FWIW, if it is not clear, I see absolutely no reason to trust China on nuclear energy regulation either.
Nuclear apologists love defending this expensive, hazardous industry. In Texas, mining the uranium for these plants is ruining the water table just like fracking does.
Meanwhile solar, wind, and geothermal are cheaper and cleaner.
In St. Louis, nuclear waste in a landfill has caused cancer in north county black and brown neighborhoods for decades.

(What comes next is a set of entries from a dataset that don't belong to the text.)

#[cfg(test)]
mod tests {
    use super::*;
    use crate::semantic::embeddings::Embedder;
    use crate::semantic::hash::HashEmbedder;

    fn test_model_id() -> [u8; 32] {
        let mut id = [0u8; 32];
        id[0] = 0xAB;
        id[31] = 0xCD;
        id
    }

    fn sample_index() -> CatalogIndex {
        let items = vec![
            CatalogItem::new("a", "Leadership", "leadership assessment", "https://example.com/a")
                .with_metadata("duration", "30 minutes"),
            CatalogItem::new("b", "Coding", "coding test", "https://example.com/b"),
        ];
        let entries = vec![
            (0, EmbedVariant::Full, vec![1.0, 0.0, 0.0]),
            (1, EmbedVariant::Full, vec![0.0, 1.0, 0.0]),
            (1, EmbedVariant::Name, vec![0.0, 0.5, 0.5]),
        ];
        CatalogIndex::from_parts(3, items, entries).unwrap()
    }

    #[test]
    fn test_save_and_load() {
        let tmp = tempfile::tempdir().unwrap();
        let storage = IndexStorage::new(tmp.path().join("vectors.bin"));
        let model_id = test_model_id();

        storage.save(&sample_index(), &model_id).unwrap();
        assert!(storage.exists());
        assert_eq!(std::fs::read_dir(tmp.path()).unwrap().count(), 1);

        let loaded = storage.load(&model_id, 3).unwrap();
        assert_eq!(loaded.item_count(), 2);
        assert_eq!(loaded.entry_count(), 3);
        assert_eq!(loaded.item("a").unwrap().meta("duration"), "30 minutes");
        assert_eq!(loaded.entries()[2].variant, EmbedVariant::Name);
        assert_eq!(loaded.entries()[1].embedding, vec![0.0, 1.0, 0.0]);

        let info = storage.info().unwrap();
        assert_eq!(info.version, FORMAT_VERSION);
        assert_eq!(info.item_count, 2);
        assert_eq!(info.entry_count, 3);
        assert!(info.built_at > 0);
    }

    #[test]
    fn test_save_and_load_empty() {
        let tmp = tempfile::tempdir().unwrap();
        let storage = IndexStorage::new(tmp.path().join("nested/dir/vectors.bin"));
        let model_id = test_model_id();

        storage.save(&CatalogIndex::empty(384), &model_id).unwrap();

        let loaded = storage.load(&model_id, 384).unwrap();
        assert!(loaded.is_empty());
        assert_eq!(loaded.dimensions(), 384);
    }

    #[test]
    fn test_search_survives_reload() {
        let tmp = tempfile::tempdir().unwrap();
        let storage = IndexStorage::new(tmp.path().join("vectors.bin"));
        let embedder = HashEmbedder::default();

        let items = vec![
            CatalogItem::new("a", "Leadership", "leadership assessment", "https://example.com/a"),
            CatalogItem::new("b", "Coding", "coding test", "https://example.com/b"),
        ];
        let index = CatalogIndex::build(items, &embedder).unwrap();
        storage.save(&index, &embedder.model_id_hash()).unwrap();

        let loaded = storage
            .load(&embedder.model_id_hash(), embedder.dimensions())
            .unwrap();
        let query = embedder.embed("coding test").unwrap();
        assert_eq!(index.search(&query, 2).unwrap(), loaded.search(&query, 2).unwrap());
    }

    #[test]
    fn test_failed_save_leaves_no_temp_file() {
        let tmp = tempfile::tempdir().unwrap();
        let path = tmp.path().join("vectors.bin");
        std::fs::create_dir_all(path.join("sub")).unwrap();

        let storage = IndexStorage::new(path.clone());
        let result = storage.save(&sample_index(), &test_model_id());

        assert!(matches!(result, Err(StorageError::Io(_))));
        assert!(path.join("sub").is_dir());
        assert_eq!(std::fs::read_dir(tmp.path()).unwrap().count(), 1);
    }

    #[test]
    fn test_concurrent_saves() {
        let tmp = tempfile::tempdir().unwrap();
        let storage = std::sync::Arc::new(IndexStorage::new(tmp.path().join("vectors.bin")));

        let handles = (0..4)
            .map(|_| {
                let storage = std::sync::Arc::clone(&storage);
                std::thread::spawn(move || storage.save(&sample_index(), &test_model_id()))
            })
            .collect::<Vec<_>>();

        for handle in handles {
            handle.join().unwrap().unwrap();
        }

        let loaded = storage.load(&test_model_id(), 3).unwrap();
        assert_eq!(loaded.entry_count(), 3);
        assert_eq!(std::fs::read_dir(tmp.path()).unwrap().count(), 1);
    }

    #[test]
    fn test_model_mismatch() {
        let tmp = tempfile::tempdir().unwrap();
        let storage = IndexStorage::new(tmp.path().join("vectors.bin"));
        storage.save(&sample_index(), &test_model_id()).unwrap();

        let mut wrong_model_id = [0u8; 32];
        wrong_model_id[0] = 0xFF;

        let result = storage.load(&wrong_model_id, 3);
        assert!(matches!(result, Err(StorageError::ModelMismatch)));
    }

    #[test]
    fn test_dimension_mismatch() {
        let tmp = tempfile::tempdir().unwrap();
        let storage = IndexStorage::new(tmp.path().join("vectors.bin"));
        storage.save(&sample_index(), &test_model_id()).unwrap();

        let result = storage.load(&test_model_id(), 384);
        assert!(matches!(
            result,
            Err(StorageError::DimensionMismatch { expected: 384, got: 3 })
        ));
    }

    #[test]
    fn test_corrupted_header_detected() {
        let tmp = tempfile::tempdir().unwrap();
        let path = tmp.path().join("vectors.bin");
        let storage = IndexStorage::new(path.clone());
        storage.save(&sample_index(), &test_model_id()).unwrap();

        let mut bytes = std::fs::read(&path).unwrap();
        bytes[34] ^= 0xFF;
        std::fs::write(&path, &bytes).unwrap();

        assert!(matches!(
            storage.load(&test_model_id(), 3),
            Err(StorageError::ChecksumMismatch)
        ));
    }

    #[test]
    fn test_newer_version_rejected() {
        let tmp = tempfile::tempdir().unwrap();
        let path = tmp.path().join("vectors.bin");
        let storage = IndexStorage::new(path.clone());
        storage.save(&sample_index(), &test_model_id()).unwrap();

        let mut bytes = std::fs::read(&path).unwrap();
        bytes[0] = FORMAT_VERSION + 1;
        std::fs::write(&path, &bytes).unwrap();

        assert!(matches!(
            storage.info(),
            Err(StorageError::VersionMismatch(v, FORMAT_VERSION)) if v == FORMAT_VERSION + 1
        ));
    }

    #[test]
    fn test_truncated_file() {
        let tmp = tempfile::tempdir().unwrap();
        let path = tmp.path().join("vectors.bin");
        std::fs::write(&path, [1u8; 10]).unwrap();

        let storage = IndexStorage::new(path);
        assert!(matches!(storage.info(), Err(StorageError::InvalidFormat(_))));
    }

    #[test]
    fn test_delete() {
        let tmp = tempfile::tempdir().unwrap();
        let storage = IndexStorage::new(tmp.path().join("vectors.bin"));
        storage.save(&sample_index(), &test_model_id()).unwrap();

        storage.delete().unwrap();
        assert!(!storage.exists());
        storage.delete().unwrap();
    }
}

It is generally those who have not witnessed the ramifications of nuclear waste and/or disaster that are its proponents. Something that takes tens of thousands of years to decay, considering climate change, climate change catastrophe, movements in human population, and geologic change, we are full of hubris to consider it a green power option. But all the rose-tinted know-it-all tech bro will vote me down. Idgaf.
What can happen? The plant is pretty much working and is the only reliable point of Ukrainian power generation since it can't be targeted. Also, when is the US going to get into a land war on its own soil, and how will smaller nuclear reactors help?
The smaller reactors are fail safe so if they get blasted you'll end up with free aluminum parts on your backyard. And if you got one near every home that means you gotta spend a lot of firepower to get them all. And if they produced as much power as needed and are safe to repair and quick to build then good luck taking them all out. Right?